まるで崩れ落ちる途中である様に、ひどく脆いものに見えた。
男は、ボロボロと崩れ落ちる表皮を気に留める風もなく、ゆっくりと顎を上げ、アッシュを尊大に見下ろした。
〘若き同胞よ、我の心臓を与える〙
〘…………何だと?〙
強く眉根を寄せて問い返したアッシュの声には反応せず、男は最後の命令を放った。
〘取り込め〙
アッシュが出て行った部屋で、神官から治癒の神聖魔法を施されていたフラウレティアは、身体を芯から回復させる神聖力の温かさを感じ、ほうと息を吐いた。
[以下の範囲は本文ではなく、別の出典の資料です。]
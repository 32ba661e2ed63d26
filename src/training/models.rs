//! Evaluation metrics

use super::config::TaskType;
use ndarray::Array1;
use serde::{Deserialize, Serialize};

/// Metrics for model evaluation on the held-out rows
#[derive(Debug, Clone, Default, Serialize, Deserialize)]
pub struct ModelMetrics {
    /// Accuracy (classification)
    pub accuracy: Option<f64>,
    /// Mean Squared Error (regression)
    pub mse: Option<f64>,
    /// Root Mean Squared Error (regression)
    pub rmse: Option<f64>,
    /// Mean Absolute Error (regression)
    pub mae: Option<f64>,
    /// R-squared (regression)
    pub r2: Option<f64>,
    /// Training time in seconds
    pub training_time_secs: f64,
    /// Number of features
    pub n_features: usize,
    /// Number of training samples
    pub n_train: usize,
    /// Number of evaluation samples
    pub n_test: usize,
}

impl ModelMetrics {
    /// Create new empty metrics
    pub fn new() -> Self {
        Self::default()
    }

    /// Fraction of exact label matches
    pub fn compute_classification(y_true: &Array1<f64>, y_pred: &Array1<f64>) -> Self {
        let mut metrics = Self::new();
        metrics.n_test = y_true.len();

        let correct = y_true
            .iter()
            .zip(y_pred.iter())
            .filter(|(t, p)| t == p)
            .count();
        metrics.accuracy = Some(correct as f64 / y_true.len().max(1) as f64);

        metrics
    }

    /// Compute regression metrics
    pub fn compute_regression(y_true: &Array1<f64>, y_pred: &Array1<f64>) -> Self {
        let mut metrics = Self::new();
        metrics.n_test = y_true.len();

        let n = y_true.len().max(1) as f64;
        let errors: Vec<f64> = y_true
            .iter()
            .zip(y_pred.iter())
            .map(|(t, p)| t - p)
            .collect();

        let mse: f64 = errors.iter().map(|e| e * e).sum::<f64>() / n;
        metrics.mse = Some(mse);
        metrics.rmse = Some(mse.sqrt());
        metrics.mae = Some(errors.iter().map(|e| e.abs()).sum::<f64>() / n);

        let y_mean: f64 = y_true.iter().sum::<f64>() / n;
        let ss_tot: f64 = y_true.iter().map(|y| (y - y_mean).powi(2)).sum();
        let ss_res: f64 = errors.iter().map(|e| e.powi(2)).sum();

        metrics.r2 = if ss_tot > 0.0 {
            Some(1.0 - ss_res / ss_tot)
        } else {
            Some(0.0)
        };

        metrics
    }

    /// Metrics appropriate for `task`
    pub fn compute(task: TaskType, y_true: &Array1<f64>, y_pred: &Array1<f64>) -> Self {
        match task {
            TaskType::Classification => Self::compute_classification(y_true, y_pred),
            TaskType::Regression => Self::compute_regression(y_true, y_pred),
        }
    }

    /// The reported score: accuracy for classification, RMSE for regression
    pub fn headline(&self) -> Option<(&'static str, f64)> {
        self.accuracy
            .map(|v| ("Accuracy", v))
            .or_else(|| self.rmse.map(|v| ("RMSE", v)))
    }

    /// The reported score as a `Label: value` line
    pub fn headline_line(&self) -> Option<String> {
        self.headline().map(|(label, value)| format!("{}: {}", label, value))
    }

    /// All present values keyed by name
    pub fn to_map(&self) -> Vec<(&'static str, f64)> {
        [
            ("accuracy", self.accuracy),
            ("mse", self.mse),
            ("rmse", self.rmse),
            ("mae", self.mae),
            ("r2", self.r2),
        ]
        .into_iter()
        .filter_map(|(k, v)| v.map(|v| (k, v)))
        .collect()
    }
}
//! Standard scaling

use super::{float_series, numeric_values};
use crate::error::{Result, TabforgeError};
use polars::prelude::*;
use serde::{Deserialize, Serialize};
use std::collections::HashMap;

/// Parameters for a fitted column
#[derive(Debug, Clone, Copy, PartialEq, Serialize, Deserialize)]
pub struct ScalerParams {
    pub mean: f64,
    /// Population standard deviation, 1.0 for constant columns
    pub scale: f64,
}

/// Standard scaler: `(x - mean) / std` with the population std (ddof = 0)
#[derive(Debug, Clone, Default, Serialize, Deserialize)]
pub struct Scaler {
    params: HashMap<String, ScalerParams>,
    is_fitted: bool,
}

impl Scaler {
    /// Create a new scaler
    pub fn new() -> Self {
        Self::default()
    }

    /// Fit the scaler to the data
    pub fn fit(&mut self, df: &DataFrame, columns: &[&str]) -> Result<&mut Self> {
        for col_name in columns {
            let series = df
                .column(col_name)
                .map_err(|_| TabforgeError::FeatureNotFound(col_name.to_string()))?
                .as_materialized_series();

            let params = Self::compute_params(col_name, series)?;
            self.params.insert(col_name.to_string(), params);
        }

        self.is_fitted = true;
        Ok(self)
    }

    /// Transform the data.
    /// Builds all replacement columns first, then applies them in one pass.
    pub fn transform(&self, df: &DataFrame) -> Result<DataFrame> {
        if !self.is_fitted {
            return Err(TabforgeError::ModelNotFitted);
        }

        let replacements: Vec<Series> = self
            .params
            .iter()
            .filter_map(|(col_name, params)| {
                df.column(col_name)
                    .ok()
                    .map(|column| Self::scale_series(column.as_materialized_series(), params))
            })
            .collect::<Result<Vec<_>>>()?;

        let mut result = df.clone();
        for scaled in replacements {
            result.with_column(scaled)?;
        }

        Ok(result)
    }

    /// Fit and transform in one step
    pub fn fit_transform(&mut self, df: &DataFrame, columns: &[&str]) -> Result<DataFrame> {
        self.fit(df, columns)?;
        self.transform(df)
    }

    /// Fitted parameters for a column
    pub fn params(&self, column: &str) -> Option<ScalerParams> {
        self.params.get(column).copied()
    }

    fn compute_params(col_name: &str, series: &Series) -> Result<ScalerParams> {
        let values = numeric_values(series)?
            .into_iter()
            .collect::<Option<Vec<f64>>>()
            .ok_or_else(|| {
                TabforgeError::PreprocessingError(format!(
                    "column '{}' still has missing values at scaling time",
                    col_name
                ))
            })?;

        if values.is_empty() {
            return Err(TabforgeError::DataError(format!(
                "cannot scale empty column '{}'",
                col_name
            )));
        }

        let n = values.len() as f64;
        let mean = values.iter().sum::<f64>() / n;
        let var = values.iter().map(|v| (v - mean).powi(2)).sum::<f64>() / n;

        // Constant when the variance is within the rounding error of the mean,
        // relative to the data so tiny or offset columns still get scaled
        let is_constant = values.iter().all(|&v| v == values[0])
            || var <= (n * f64::EPSILON * mean.abs()).powi(2);
        let scale = if is_constant {
            tracing::warn!(column = col_name, "zero variance column, leaving it centered only");
            1.0
        } else {
            var.sqrt()
        };

        Ok(ScalerParams { mean, scale })
    }

    fn scale_series(series: &Series, params: &ScalerParams) -> Result<Series> {
        let values = numeric_values(series)?;
        Ok(float_series(
            series.name().clone(),
            values
                .into_iter()
                .map(|opt| opt.map(|v| (v - params.mean) / params.scale)),
        ))
    }
}
//! End-to-end pipeline
//!
//! Raw table + target column -> fitted preprocessor -> random forest ->
//! one persisted [`ModelArtifact`] that can predict on raw data.

use crate::error::{Result, TabforgeError};
use crate::export::ModelArtifact;
use crate::preprocessing::{DataPreprocessor, PreprocessingConfig};
use crate::training::{
    column_to_array1, columns_to_array2, fit_and_evaluate, ModelMetrics, TaskType, TrainerConfig,
};
use polars::prelude::DataFrame;
use serde::{Deserialize, Serialize};
use std::path::{Path, PathBuf};
use tracing::info;

/// Pipeline configuration
#[derive(Debug, Clone, Serialize, Deserialize)]
#[serde(default)]
pub struct PipelineConfig {
    /// Classification or regression
    pub task: TaskType,
    /// Column holding the labels
    pub target_column: String,
    /// Preprocessing settings; its `target_column` is overridden
    pub preprocessing: PreprocessingConfig,
    /// Split, forest and output settings
    pub trainer: TrainerConfig,
    /// Name recorded in the artifact metadata (defaults to the model name)
    pub artifact_name: Option<String>,
}

impl Default for PipelineConfig {
    fn default() -> Self {
        Self {
            task: TaskType::Classification,
            target_column: "target".to_string(),
            preprocessing: PreprocessingConfig::default(),
            trainer: TrainerConfig::default(),
            artifact_name: None,
        }
    }
}

impl PipelineConfig {
    /// Create a configuration for `task` predicting `target_column`
    pub fn new(task: TaskType, target_column: impl Into<String>) -> Self {
        Self {
            task,
            target_column: target_column.into(),
            ..Default::default()
        }
    }

    /// Builder method to set preprocessing settings
    pub fn with_preprocessing(mut self, preprocessing: PreprocessingConfig) -> Self {
        self.preprocessing = preprocessing;
        self
    }

    /// Builder method to set trainer settings
    pub fn with_trainer(mut self, trainer: TrainerConfig) -> Self {
        self.trainer = trainer;
        self
    }

    /// Builder method to name the artifact
    pub fn with_artifact_name(mut self, name: impl Into<String>) -> Self {
        self.artifact_name = Some(name.into());
        self
    }

    /// Load a configuration from a JSON file
    pub fn from_file(path: impl AsRef<Path>) -> Result<Self> {
        let json = std::fs::read_to_string(path.as_ref())?;
        serde_json::from_str(&json).map_err(|e| {
            TabforgeError::ConfigError(format!("{}: {}", path.as_ref().display(), e))
        })
    }

    /// Save the configuration as JSON
    pub fn to_file(&self, path: impl AsRef<Path>) -> Result<()> {
        let json = serde_json::to_string_pretty(self)?;
        std::fs::write(path, json)?;
        Ok(())
    }
}

/// What a pipeline run produces
#[derive(Debug, Clone)]
pub struct PipelineOutcome {
    /// The persisted artifact, preprocessor included
    pub artifact: ModelArtifact,
    pub metrics: ModelMetrics,
    pub model_path: PathBuf,
}

/// Fit the preprocessor, train and evaluate the model, then save a single
/// artifact carrying both at the configured model path.
pub fn run_pipeline(df: &DataFrame, config: &PipelineConfig) -> Result<PipelineOutcome> {
    let target = config.target_column.as_str();
    if df.column(target).is_err() {
        return Err(TabforgeError::FeatureNotFound(target.to_string()));
    }

    let mut preprocessor =
        DataPreprocessor::with_config(config.preprocessing.clone().with_target(target));
    let transformed = preprocessor.fit_transform(df)?;

    if config.task == TaskType::Regression && preprocessor.target_encoder().is_some() {
        return Err(TabforgeError::ValidationError(format!(
            "regression target '{}' must be numeric",
            target
        )));
    }

    let feature_names = preprocessor.feature_columns().to_vec();
    if feature_names.is_empty() {
        return Err(TabforgeError::DataError(
            "no feature columns besides the target".to_string(),
        ));
    }

    let x = columns_to_array2(&transformed, &feature_names)?;
    let y = column_to_array1(&transformed, target)?;

    let outcome = fit_and_evaluate(config.task, &x, &y, &config.trainer)?;

    let mut metadata = outcome
        .metadata(&config.trainer, feature_names)
        .with_target(target);
    if let Some(ref name) = config.artifact_name {
        metadata.name = name.clone();
    }

    let artifact = ModelArtifact::new(outcome.model, metadata).with_preprocessor(preprocessor);
    let model_path = config.trainer.model_path_for(config.task);
    artifact.save(&model_path)?;
    info!(path = %model_path.display(), task = %config.task, "Pipeline artifact saved");

    Ok(PipelineOutcome {
        artifact,
        metrics: outcome.metrics,
        model_path,
    })
}
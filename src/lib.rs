//! Tabforge - tabular preprocessing and random forest training
//!
//! This crate turns a raw mixed-type table into a model-ready numeric one
//! and trains, evaluates and persists a random forest on it:
//! - Mean imputation, label encoding, standard scaling
//! - Random forest classification and regression on a random 80/20 split
//! - A single artifact holding the fitted preprocessor and the model
//!
//! # Modules
//!
//! - [`preprocessing`] - Fitted transformer (impute, encode, scale)
//! - [`training`] - Decision trees, random forests, split and metrics
//! - [`export`] - Model artifact serialization
//! - [`pipeline`] - Preprocess, train and persist in one call
//! - [`utils`] - CSV loading and saving
//! - [`cli`] - Command-line interface

// Core error handling
pub mod error;

// Core ML modules
pub mod preprocessing;
pub mod training;
pub mod export;
pub mod pipeline;

// Services
pub mod cli;
pub mod utils;

pub use error::{Result, TabforgeError};

/// Prelude for convenient imports
pub mod prelude {
    pub use crate::error::{Result, TabforgeError};

    // Preprocessing
    pub use crate::preprocessing::{
        preprocess_data, DataPreprocessor, Encoder, ImputeStrategy, Imputer, PreprocessingConfig,
        Scaler,
    };

    // Training
    pub use crate::training::{
        fit_and_evaluate, train_classification_model, train_regression_model, train_test_split,
        MaxFeatures, ModelMetrics, RandomForest, TaskType, TrainedModel, TrainerConfig,
        TrainingOutcome,
    };

    // Export
    pub use crate::export::{ModelArtifact, ModelMetadata};

    // Pipeline
    pub use crate::pipeline::{run_pipeline, PipelineConfig, PipelineOutcome};

    // Data loading
    pub use crate::utils::{DataLoader, DataSaver};
}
身体が丈夫で、怪我も病気にも縁遠い竜人達は、基本的に神聖魔法の世話になることはない。
そもそもドルゴールに神殿はないので、神聖魔法や、神聖力を扱う聖職者というものは知っていても直接関わったことはなく、今回生まれて初めて神聖力による治癒を体感したのだ。
この世界には、確かに神が存在している―――。
そんなことを思い浮かべるほどに、その感覚は、フラウレティアにとってとても不思議なものだった。
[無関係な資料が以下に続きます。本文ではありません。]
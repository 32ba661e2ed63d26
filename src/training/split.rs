//! Random train/test partition

use crate::error::{Result, TabforgeError};
use ndarray::{Array1, Array2, Axis};
use rand::seq::SliceRandom;
use rand::SeedableRng;
use rand_chacha::ChaCha8Rng;

/// Result of [`train_test_split`]
#[derive(Debug, Clone)]
pub struct TrainTestSplit {
    pub x_train: Array2<f64>,
    pub x_test: Array2<f64>,
    pub y_train: Array1<f64>,
    pub y_test: Array1<f64>,
    /// Seed that produced this partition, drawn at random when none was given
    pub seed: u64,
}

/// Number of held-out rows for `n_samples` rows, rounded up
pub fn test_count(n_samples: usize, test_size: f64) -> usize {
    (n_samples as f64 * test_size).ceil() as usize
}

/// Shuffle the rows and hold out `ceil(test_size * n)` of them.
///
/// Rows keep their pairing between `x` and `y`. Fails when either side of
/// the partition would be empty.
pub fn train_test_split(
    x: &Array2<f64>,
    y: &Array1<f64>,
    test_size: f64,
    seed: Option<u64>,
) -> Result<TrainTestSplit> {
    let n_samples = x.nrows();

    if n_samples != y.len() {
        return Err(TabforgeError::ShapeError {
            expected: format!("y length = {}", n_samples),
            actual: format!("y length = {}", y.len()),
        });
    }
    if !(test_size > 0.0 && test_size < 1.0) {
        return Err(TabforgeError::InvalidParameter {
            name: "test_size".to_string(),
            value: test_size.to_string(),
            reason: "must be in (0, 1)".to_string(),
        });
    }

    let n_test = test_count(n_samples, test_size);
    if n_test == 0 || n_test >= n_samples {
        return Err(TabforgeError::ValidationError(format!(
            "{} samples with test_size={} leaves an empty train or test set",
            n_samples, test_size
        )));
    }

    let seed = seed.unwrap_or_else(rand::random);
    let mut rng = ChaCha8Rng::seed_from_u64(seed);
    let mut indices: Vec<usize> = (0..n_samples).collect();
    indices.shuffle(&mut rng);

    let (test_idx, train_idx) = indices.split_at(n_test);

    Ok(TrainTestSplit {
        x_train: x.select(Axis(0), train_idx),
        x_test: x.select(Axis(0), test_idx),
        y_train: y.select(Axis(0), train_idx),
        y_test: y.select(Axis(0), test_idx),
        seed,
    })
}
しかし、神官が翳していた手を除け、その感覚が去った途端、別の感覚がフラウレティアの全身を撫でた。
感じたことのない、巨大な魔力。
少し離れた所に座って見守っていたレンベーレにも感じられたようで、彼女はガタンと椅子を倒して立ち上がった。
「今のは何!?」
「アッシュは!?」
二人は同時に声を発した。
驚く神官を無視して、レンベーレは扉を開け、フラウレティアは窓を大きく開いた。
アッシュは先程窓から出たはずだが、その姿は見えない。
そして、まるで世界が止まっているかのように、窓の外の風景には生命の気配を感じることができず、あまりにも静かだ。
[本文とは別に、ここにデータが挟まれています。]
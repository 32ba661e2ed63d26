//! Training configuration

use super::random_forest::MaxFeatures;
use crate::error::{Result, TabforgeError};
use serde::{Deserialize, Serialize};
use std::fmt;
use std::path::PathBuf;
use std::str::FromStr;

/// Type of ML task
#[derive(Debug, Clone, Copy, PartialEq, Eq, Serialize, Deserialize)]
#[serde(rename_all = "lowercase")]
pub enum TaskType {
    /// Discrete class labels, scored by accuracy
    Classification,
    /// Continuous target, scored by RMSE
    Regression,
}

impl TaskType {
    /// Where the trained model is written when no path is configured
    pub fn default_model_path(&self) -> PathBuf {
        match self {
            TaskType::Classification => PathBuf::from("../models/classification_model.pkl"),
            TaskType::Regression => PathBuf::from("../models/regression_model.pkl"),
        }
    }
}

impl fmt::Display for TaskType {
    fn fmt(&self, f: &mut fmt::Formatter<'_>) -> fmt::Result {
        match self {
            TaskType::Classification => write!(f, "classification"),
            TaskType::Regression => write!(f, "regression"),
        }
    }
}

impl FromStr for TaskType {
    type Err = TabforgeError;

    fn from_str(s: &str) -> Result<Self> {
        match s.to_ascii_lowercase().as_str() {
            "classification" | "classifier" => Ok(TaskType::Classification),
            "regression" | "regressor" => Ok(TaskType::Regression),
            other => Err(TabforgeError::ConfigError(format!("Invalid task type: {}", other))),
        }
    }
}

/// Configuration for the train/evaluate/persist cycle
#[derive(Debug, Clone, Serialize, Deserialize)]
#[serde(default)]
pub struct TrainerConfig {
    /// Fraction of rows held out for evaluation
    pub test_size: f64,

    /// Seed of the train/test shuffle. `None` draws a fresh one per call.
    pub split_seed: Option<u64>,

    /// Seed of the forest. `None` derives it from the split seed.
    pub forest_seed: Option<u64>,

    /// Number of trees
    pub n_estimators: usize,

    /// Maximum depth of trees (None = grow until pure)
    pub max_depth: Option<usize>,

    /// Minimum samples required to split a node
    pub min_samples_split: usize,

    /// Minimum samples per leaf
    pub min_samples_leaf: usize,

    /// Candidate features per split (None = sqrt for classification, all for regression)
    pub max_features: Option<MaxFeatures>,

    /// Bootstrap sampling of the training rows per tree
    pub bootstrap: bool,

    /// Output path of the model artifact (None = per-task default)
    pub model_path: Option<PathBuf>,

    /// Print the `Accuracy: <v>` / `RMSE: <v>` line to stdout after saving
    pub print_metric: bool,
}

impl Default for TrainerConfig {
    fn default() -> Self {
        Self {
            test_size: 0.2,
            split_seed: None,
            forest_seed: None,
            n_estimators: 100,
            max_depth: None,
            min_samples_split: 2,
            min_samples_leaf: 1,
            max_features: None,
            bootstrap: true,
            model_path: None,
            print_metric: true,
        }
    }
}

impl TrainerConfig {
    /// Create a new configuration with default values
    pub fn new() -> Self {
        Self::default()
    }

    /// Builder method to fix the split seed
    pub fn with_split_seed(mut self, seed: u64) -> Self {
        self.split_seed = Some(seed);
        self
    }

    /// Builder method to fix the forest seed
    pub fn with_forest_seed(mut self, seed: u64) -> Self {
        self.forest_seed = Some(seed);
        self
    }

    /// Builder method to set the held-out fraction
    pub fn with_test_size(mut self, test_size: f64) -> Self {
        self.test_size = test_size;
        self
    }

    /// Builder method to set number of trees
    pub fn with_n_estimators(mut self, n: usize) -> Self {
        self.n_estimators = n;
        self
    }

    /// Builder method to set max depth
    pub fn with_max_depth(mut self, depth: usize) -> Self {
        self.max_depth = Some(depth);
        self
    }

    /// Builder method to set the feature sampling strategy
    pub fn with_max_features(mut self, max_features: MaxFeatures) -> Self {
        self.max_features = Some(max_features);
        self
    }

    /// Builder method to set the model output path
    pub fn with_model_path(mut self, path: impl Into<PathBuf>) -> Self {
        self.model_path = Some(path.into());
        self
    }

    /// Builder method to silence the stdout metric line
    pub fn with_print_metric(mut self, print_metric: bool) -> Self {
        self.print_metric = print_metric;
        self
    }

    /// Resolved output path for a task
    pub fn model_path_for(&self, task: TaskType) -> PathBuf {
        self.model_path
            .clone()
            .unwrap_or_else(|| task.default_model_path())
    }

    /// Check parameter ranges
    pub fn validate(&self) -> Result<()> {
        if !(self.test_size > 0.0 && self.test_size < 1.0) {
            return Err(invalid("test_size", self.test_size, "must be in (0, 1)"));
        }
        if self.n_estimators == 0 {
            return Err(invalid("n_estimators", self.n_estimators, "must be at least 1"));
        }
        if self.min_samples_split < 2 {
            return Err(invalid("min_samples_split", self.min_samples_split, "must be at least 2"));
        }
        if self.min_samples_leaf == 0 {
            return Err(invalid("min_samples_leaf", self.min_samples_leaf, "must be at least 1"));
        }
        if self.max_depth == Some(0) {
            return Err(invalid("max_depth", 0, "must be at least 1"));
        }
        if let Some(MaxFeatures::Fraction(f)) = self.max_features {
            if !(f > 0.0 && f <= 1.0) {
                return Err(invalid("max_features", f, "fraction must be in (0, 1]"));
            }
        }
        Ok(())
    }
}

fn invalid(name: &str, value: impl ToString, reason: &str) -> TabforgeError {
    TabforgeError::InvalidParameter {
        name: name.to_string(),
        value: value.to_string(),
        reason: reason.to_string(),
    }
}

#[cfg(test)]
mod tests {
    use super::*;

    #[test]
    fn test_default_config() {
        let config = TrainerConfig::default();
        assert_eq!(config.test_size, 0.2);
        assert_eq!(config.n_estimators, 100);
        assert!(config.split_seed.is_none());
        assert!(config.print_metric);
        assert!(config.validate().is_ok());
    }

    #[test]
    fn test_default_model_paths() {
        let config = TrainerConfig::default();
        assert_eq!(
            config.model_path_for(TaskType::Classification),
            PathBuf::from("../models/classification_model.pkl")
        );
        assert_eq!(
            config.model_path_for(TaskType::Regression),
            PathBuf::from("../models/regression_model.pkl")
        );

        let custom = config.with_model_path("out/model.bin");
        assert_eq!(custom.model_path_for(TaskType::Regression), PathBuf::from("out/model.bin"));
    }

    #[test]
    fn test_task_type_parse() {
        assert_eq!("classification".parse::<TaskType>().unwrap(), TaskType::Classification);
        assert_eq!("Regression".parse::<TaskType>().unwrap(), TaskType::Regression);
        assert!("clustering".parse::<TaskType>().is_err());
    }

    #[test]
    fn test_validate_rejects_bad_test_size() {
        let config = TrainerConfig::new().with_test_size(1.0);
        assert!(matches!(
            config.validate(),
            Err(TabforgeError::InvalidParameter { .. })
        ));
    }

    #[test]
    fn test_task_type_serde() {
        let json = serde_json::to_string(&TaskType::Regression).unwrap();
        assert_eq!(json, "\"regression\"");
    }
}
この村には人間もたくさんいるはずなのに、なぜこうも静かなのか。
「アッシュ!」
呼んでも反応はなく、フラウレティアは言いようもない不安に駆られた。
これは何?
ほんの少しの間に、一体何が起こったの?
まるで別の世界に変わってしまったみたい……。
突如、先程の巨大な魔力が、頭上で大きくうねった。
全身が総毛立つ程の冷気と気配が、フラウレティアを襲う。
よろけて窓枠を掴んだ時、アッシュの叫びを胸の奥で聞いた気がした。
「アッシュ!?」
フラウレティアは全身の強張りを振り払い、迷わず窓枠に足を掛けた。
ここは二階だ。
驚いた神官が叫び、フラウレティアに飛び付いて止めようとしたが、その手が届く前に彼女は枠を踏み切った。
目の前で落ちると思われた少女は、しかし、力強い跳躍で屋根の縁を両手で掴むと、そのままひらりと屋根上へ姿を消した。